---------- RECORDS FOR PROCESSING

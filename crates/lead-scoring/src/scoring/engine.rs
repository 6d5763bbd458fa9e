use chrono::{DateTime, Utc};
use tracing::{debug, error, warn};

use super::config::{ScoringConfig, ScoringWeights};
use super::delegate::MlDelegate;
use super::domain::LeadRecord;
use super::insights::{explain, Insights};
use super::rules::RuleBasedScorer;
use super::ScoreResult;

/// Single entry point for scoring: external model first when configured, rules otherwise.
///
/// Holds only immutable configuration, so one instance can be shared across tasks.
#[derive(Debug, Clone)]
pub struct LeadScoringEngine {
    rules: RuleBasedScorer,
    delegate: Option<MlDelegate>,
}

impl LeadScoringEngine {
    pub fn new(config: ScoringConfig) -> Self {
        let delegate = match config.ml_service {
            Some(ml) if !ml.base_url.trim().is_empty() && !ml.api_key.trim().is_empty() => {
                match MlDelegate::new(ml) {
                    Ok(delegate) => Some(delegate),
                    Err(err) => {
                        warn!(error = %err, "ml client could not be built; scoring with rules only");
                        None
                    }
                }
            }
            _ => None,
        };

        Self {
            rules: RuleBasedScorer::new(config.weights),
            delegate,
        }
    }

    pub fn rules_only(weights: ScoringWeights) -> Self {
        Self {
            rules: RuleBasedScorer::new(weights),
            delegate: None,
        }
    }

    pub fn ml_enabled(&self) -> bool {
        self.delegate.is_some()
    }

    pub fn score_with_rules(&self, lead: &LeadRecord) -> ScoreResult {
        self.score_with_rules_at(lead, Utc::now())
    }

    pub fn score_with_rules_at(&self, lead: &LeadRecord, now: DateTime<Utc>) -> ScoreResult {
        match self.rules.score(lead, now) {
            Ok(result) => result,
            Err(err) => {
                error!(error = %err, lead_id = ?lead.lead_id(), "rule-based scoring failed; using default score");
                ScoreResult::fallback_default()
            }
        }
    }

    pub async fn calculate_lead_score(&self, lead: &LeadRecord) -> ScoreResult {
        self.calculate_lead_score_at(lead, Utc::now()).await
    }

    pub async fn calculate_lead_score_at(
        &self,
        lead: &LeadRecord,
        now: DateTime<Utc>,
    ) -> ScoreResult {
        match &self.delegate {
            Some(delegate) => match delegate.score(lead, now).await {
                Ok(result) => return result,
                Err(err) => {
                    warn!(error = %err, lead_id = ?lead.lead_id(), "ml scoring failed; falling back to rules");
                }
            },
            None => debug!("ml service not configured; scoring with rules"),
        }

        self.score_with_rules_at(lead, now)
    }

    pub async fn batch_calculate_scores(&self, leads: &[LeadRecord]) -> Vec<ScoreResult> {
        self.batch_calculate_scores_at(leads, Utc::now()).await
    }

    /// Scores `leads` in order. A failed model batch is not retried; each lead is scored with
    /// rules instead.
    pub async fn batch_calculate_scores_at(
        &self,
        leads: &[LeadRecord],
        now: DateTime<Utc>,
    ) -> Vec<ScoreResult> {
        if leads.is_empty() {
            return Vec::new();
        }

        match &self.delegate {
            Some(delegate) => match delegate.batch_score(leads, now).await {
                Ok(results) => return results,
                Err(err) => {
                    warn!(error = %err, count = leads.len(), "ml batch scoring failed; scoring each lead with rules");
                }
            },
            None => debug!(count = leads.len(), "ml service not configured; batch scoring with rules"),
        }

        leads
            .iter()
            .map(|lead| self.score_with_rules_at(lead, now))
            .collect()
    }

    pub fn score_insights(&self, lead: &LeadRecord, score: &ScoreResult) -> Insights {
        explain(lead, score)
    }
}

impl Default for LeadScoringEngine {
    fn default() -> Self {
        Self::new(ScoringConfig::default())
    }
}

--------------------

Every line above in which the word "impl" is present must be copied into the answer.

impl LeadScoringEngine {
impl Default for LeadScoringEngine {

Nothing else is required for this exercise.